Bureaucratic English are very unAmerican

by Forrest Sheng Bao http://fsbao.net

I strongly dislike reading emails or papers in bureaucratic English, i.e., English of verbose structures of void words.

For example, please do not say "I've made the decision." I prefer "I've decided."

Bureaucratic sentences take me more time to read and long structures distract me. Longer emails or papers will also consume more natural resources in both soft and hard copies. I prefer to Go Green.

Geroge Orwell pointed out this problem in 1946 in his essay "Politics and the English language." You can Google to read this essay. For example, "contact" is better than "make contact with". Why would you use 3 words whereas 1 word is equivalent?

Besides this, I dislike another way to "prolong" sentences. Please do not say "I have modified some places on the basis of 2nd version. " I prefer to say "I have revised the 2nd version." - Actually, you don't wanna express whether the changes are major or minor.

This problem is very particular in British English. I prefer papers written by international (not English language native) authors. Their sentences are very compact, without rhetoric or stylish stuffs.
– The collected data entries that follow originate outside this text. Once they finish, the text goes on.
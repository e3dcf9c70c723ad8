//! Thread-safe exponential histogram aggregation.
use parking_lot::Mutex;

use crate::config::Config;
use crate::error::ConfigError;
use crate::histogram::Histogram;
use crate::number::Number;

/// A thread-safe exponential histogram.
///
/// `Aggregator` wraps a [`Histogram`] behind a mutex so that it can be updated concurrently
/// through a shared reference.  Operations that involve a second aggregator take that one by
/// exclusive reference, so only a single lock is ever held at a time and two aggregators can
/// never deadlock against each other.
///
/// The intended pattern is for many threads to call [`update`](Aggregator::update) on a shared
/// aggregator while a collector periodically moves the accumulated state into a private
/// aggregator with [`synchronized_move`](Aggregator::synchronized_move).
#[derive(Debug)]
pub struct Aggregator<N> {
    inner: Mutex<Histogram<N>>,
}

impl<N: Number> Default for Aggregator<N> {
    fn default() -> Self {
        Aggregator::from(Histogram::default())
    }
}

impl<N: Number> Aggregator<N> {
    /// Creates a new `Aggregator`.
    ///
    /// Invalid configurations are clamped, as in [`Histogram::new`].
    pub fn new(config: Config) -> Aggregator<N> {
        Aggregator { inner: Mutex::new(Histogram::new(config)) }
    }

    /// Creates a new `Aggregator`, validating the configuration.
    ///
    /// # Errors
    ///
    /// If the configuration is invalid, an error is returned.
    pub fn try_new(config: Config) -> Result<Aggregator<N>, ConfigError> {
        Histogram::try_new(config).map(|histogram| Aggregator { inner: Mutex::new(histogram) })
    }

    /// Records a single value.
    pub fn update(&self, value: N) {
        self.inner.lock().update(value);
    }

    /// Moves the accumulated state into `dest` and resets this aggregator.
    ///
    /// If `dest` is `None`, the accumulated state is discarded.  Values recorded concurrently land
    /// either entirely in `dest` or entirely in the reset aggregator.
    pub fn synchronized_move(&self, dest: Option<&mut Aggregator<N>>) {
        let mut inner = self.inner.lock();
        if let Some(dest) = dest {
            inner.swap(dest.inner.get_mut());
        }
        inner.clear();
    }

    /// Replaces the contents of `dest` with a copy of this aggregator.
    pub fn copy_into(&self, dest: &mut Aggregator<N>) {
        self.inner.lock().copy_into(dest.inner.get_mut());
    }

    /// Merges the state of `other` into this aggregator.
    pub fn merge(&mut self, other: &Aggregator<N>) {
        let other = other.inner.lock();
        self.inner.get_mut().merge_from(&other);
    }

    /// Gets a point-in-time copy of the accumulated state.
    pub fn snapshot(&self) -> Histogram<N> {
        self.inner.lock().clone()
    }

    /// Gets the accumulated state.
    ///
    /// Exclusive access means no lock is needed.
    pub fn histogram(&mut self) -> &Histogram<N> {
        self.inner.get_mut()
    }
}

impl<N: Number> From<Histogram<N>> for Aggregator<N> {
    fn from(histogram: Histogram<N>) -> Self {
        Aggregator { inner: Mutex::new(histogram) }
    }
}
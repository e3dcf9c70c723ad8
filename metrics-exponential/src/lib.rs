//! Mergeable exponential histograms.
//!
//! An exponential histogram counts values in buckets whose boundaries grow geometrically, so the
//! relative error of every bucket is the same no matter how large or small the values are.  The
//! growth factor is controlled by a `scale`: at scale `s`, consecutive boundaries differ by a
//! factor of `2^(2^-s)`.  Histograms in this crate begin at the finest scale and automatically
//! halve their resolution whenever the observed range of values would need more buckets than
//! the configured maximum, which means no bucket layout ever has to be chosen ahead of time.
//!
//! Histograms with different scales can be merged losslessly, down to the coarser of the two
//! resolutions, which makes them suitable for aggregating distributions across threads, processes
//! or collection intervals.
//!
//! # Overview
//! - [`Histogram`] holds the state: per-sign [`Buckets`], a zero count, the sum, count, minimum
//!   and maximum.
//! - [`Aggregator`] wraps a histogram in a mutex for concurrent updates, and adds the
//!   move-and-reset operation needed to collect it periodically.
//! - [`mapping`] converts between values and bucket indices at a given scale.
//! - [`Config`] sets the maximum number of buckets per sign.
//!
//! # Example
//! ```
//! use metrics_exponential::{Config, Histogram};
//!
//! let mut histogram = Histogram::new(Config::new().with_max_size(4));
//! histogram.update_many([1.0, 2.0, 0.5]);
//!
//! assert_eq!(histogram.count(), 3);
//! assert_eq!(histogram.scale(), 0);
//! assert_eq!(histogram.positive().offset(), -1);
//! assert_eq!(histogram.positive().iter().collect::<Vec<_>>(), vec![1, 1, 1]);
//! ```
#![deny(missing_docs)]
#![cfg_attr(docsrs, feature(doc_cfg), deny(rustdoc::broken_intra_doc_links))]

mod aggregator;
pub use aggregator::Aggregator;

mod buckets;
pub use buckets::Buckets;

mod config;
pub use config::{Config, DEFAULT_MAX_SIZE, MAX_MAX_SIZE, MIN_MAX_SIZE};

mod error;
pub use error::{ConfigError, MappingError};

mod histogram;
pub use histogram::Histogram;

pub mod mapping;

mod number;
pub use number::Number;

mod quantile;
pub use quantile::{parse_quantiles, Quantile};
use crate::histogram::Histogram;
use crate::mapping::{Mapping, ScaleMapping};
use crate::number::Number;

/// A quantile that has both the raw value and a human-friendly display label.
///
/// Quantiles are held as fractions, but are usually displayed as abbreviated percentiles, so a
/// quantile of `0.99` is labeled `p99` and a quantile of `0.999` is labeled `p999`.  `0.0` and
/// `1.0` are labeled `min` and `max`, respectively.
#[derive(Debug, Clone, PartialEq)]
pub struct Quantile(f64, String);

impl Quantile {
    /// Creates a new [`Quantile`] from a floating-point value.
    ///
    /// All values are clamped between 0.0 and 1.0, and NaN is treated as 0.0.
    pub fn new(quantile: f64) -> Quantile {
        let clamped = quantile.max(0.0).min(1.0);

        let label = if clamped == 0.0 {
            "min".to_string()
        } else if clamped == 1.0 {
            "max".to_string()
        } else {
            // Round away float noise such as 0.07 * 100.0 == 7.000000000000001.
            let percentile = (clamped * 100.0 * 1e6).round() / 1e6;
            format!("p{}", percentile).replace('.', "")
        };

        Quantile(clamped, label)
    }

    /// Gets the human-friendly display label.
    pub fn label(&self) -> &str {
        self.1.as_str()
    }

    /// Gets the raw quantile value.
    pub fn value(&self) -> f64 {
        self.0
    }
}

/// Parses a slice of floating-point values into a vector of [`Quantile`]s.
pub fn parse_quantiles(quantiles: &[f64]) -> Vec<Quantile> {
    quantiles.iter().map(|f| Quantile::new(*f)).collect()
}

/// Gets the geometric midpoint of the bucket at `index`.
fn bucket_midpoint(mapping: &ScaleMapping, index: i32) -> f64 {
    let lower = mapping.lower_boundary(index).unwrap_or(f64::MIN_POSITIVE);
    let upper = mapping.lower_boundary(index + 1).unwrap_or(f64::MAX);
    lower.sqrt() * upper.sqrt()
}

impl<N: Number> Histogram<N> {
    /// Estimates the value at quantile `q`.
    ///
    /// The estimate is the geometric midpoint of the bucket holding the value of rank
    /// `ceil(q * count)`, limited to the observed minimum and maximum, so its relative error is
    /// bounded by the width of a bucket at the current scale.  `q` is clamped between 0.0 and 1.0; the extremes return
    /// the exact minimum and maximum.
    ///
    /// Returns `None` if nothing has been recorded.
    pub fn quantile(&self, q: f64) -> Option<f64> {
        let min = self.min()?.into_f64();
        let max = self.max()?.into_f64();

        let q = q.max(0.0).min(1.0);
        if q == 0.0 {
            return Some(min);
        }
        if q == 1.0 {
            return Some(max);
        }

        let limit = |estimate: f64| estimate.max(min).min(max);
        let rank = ((q * self.count() as f64).ceil() as u64).max(1);
        let mut seen = 0;

        // Negative values, from the largest magnitude down.
        let negative = self.negative();
        for pos in (0..negative.len()).rev() {
            seen += negative.at(pos);
            if seen >= rank {
                let index = negative.offset() + pos as i32;
                return Some(limit(-bucket_midpoint(self.mapping(), index)));
            }
        }

        seen += self.zero_count();
        if seen >= rank {
            return Some(limit(0.0));
        }

        let positive = self.positive();
        for (pos, count) in positive.iter().enumerate() {
            seen += count;
            if seen >= rank {
                let index = positive.offset() + pos as i32;
                return Some(limit(bucket_midpoint(self.mapping(), index)));
            }
        }

        Some(max)
    }

    /// Estimates the values at each of the given quantiles.
    ///
    /// Returns an empty vector if nothing has been recorded.
    pub fn quantiles<'a>(&self, quantiles: &'a [Quantile]) -> Vec<(&'a Quantile, f64)> {
        quantiles
            .iter()
            .filter_map(|quantile| self.quantile(quantile.value()).map(|value| (quantile, value)))
            .collect()
    }
}
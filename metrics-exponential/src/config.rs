//! Histogram configuration.
use crate::error::ConfigError;

/// Default maximum number of buckets per sign.
pub const DEFAULT_MAX_SIZE: i32 = 320;

/// Smallest accepted maximum number of buckets.
///
/// With fewer than two buckets a histogram could not hold a value on each side of a scale
/// boundary, and downscaling would never converge.
pub const MIN_MAX_SIZE: i32 = 2;

/// Largest accepted maximum number of buckets.
pub const MAX_MAX_SIZE: i32 = 16384;

/// Configuration for an exponential histogram.
///
/// The only tunable is the maximum number of buckets kept for each sign.  A larger size lets a
/// histogram keep a finer scale across a wider range of values at the cost of memory: each
/// bucket costs between one and eight bytes depending on the largest count it holds.
#[derive(Clone, Copy, Debug, Eq, PartialEq)]
pub struct Config {
    max_size: i32,
}

impl Default for Config {
    fn default() -> Self {
        Config { max_size: DEFAULT_MAX_SIZE }
    }
}

impl Config {
    /// Creates a new [`Config`] with the default maximum size.
    pub fn new() -> Config {
        Config::default()
    }

    /// Sets the maximum number of buckets per sign.
    ///
    /// A value of zero selects [`DEFAULT_MAX_SIZE`].  Other values must fall within
    /// [`MIN_MAX_SIZE`] and [`MAX_MAX_SIZE`] to pass [`validate`](Config::validate).
    ///
    /// Defaults to 320.
    #[must_use]
    pub fn with_max_size(mut self, max_size: i32) -> Self {
        self.max_size = max_size;
        self
    }

    /// Gets the configured maximum size.
    pub fn max_size(&self) -> i32 {
        self.max_size
    }

    /// Validates this configuration.
    ///
    /// # Errors
    ///
    /// If the maximum size is neither zero nor within the accepted range, an error is returned
    /// describing the accepted range.
    pub fn validate(self) -> Result<Config, ConfigError> {
        match self.max_size {
            0 => Ok(Config::default()),
            MIN_MAX_SIZE..=MAX_MAX_SIZE => Ok(self),
            max_size => {
                Err(ConfigError::InvalidMaxSize { max_size, min: MIN_MAX_SIZE, max: MAX_MAX_SIZE })
            }
        }
    }

    /// Validates this configuration, forcing an invalid maximum size into range.
    ///
    /// Negative sizes fall back to the default; positive sizes are clamped to the nearest
    /// bound.  The validation error, if any, is returned alongside the usable configuration.
    pub(crate) fn clamped(self) -> (Config, Option<ConfigError>) {
        match self.validate() {
            Ok(config) => (config, None),
            Err(e) => {
                let max_size = if self.max_size < 0 {
                    DEFAULT_MAX_SIZE
                } else {
                    self.max_size.clamp(MIN_MAX_SIZE, MAX_MAX_SIZE)
                };
                (Config { max_size }, Some(e))
            }
        }
    }
}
Chinese used in mainland China also have this problem. Communism propaganda machine has brainwashed people's way of critical thinking and speaking Chinese. Government official news are super long, full of bureaucratic and void words. They have also created many phrases that do not follow any Chinese grammar. A whole paragraph of their articles can express the same and tiny idea - like non-coding segments in a genome. One reason they do so may be to distract people in understanding their ideas and therefore prevent people from thinking the logic in their nonsense. Taiwanese or Singaporean gov docs are more concise and shorter.

So, bureaucratic sentences are very British or Communism, thus, unAmerican. Go green, and please say concise sentences.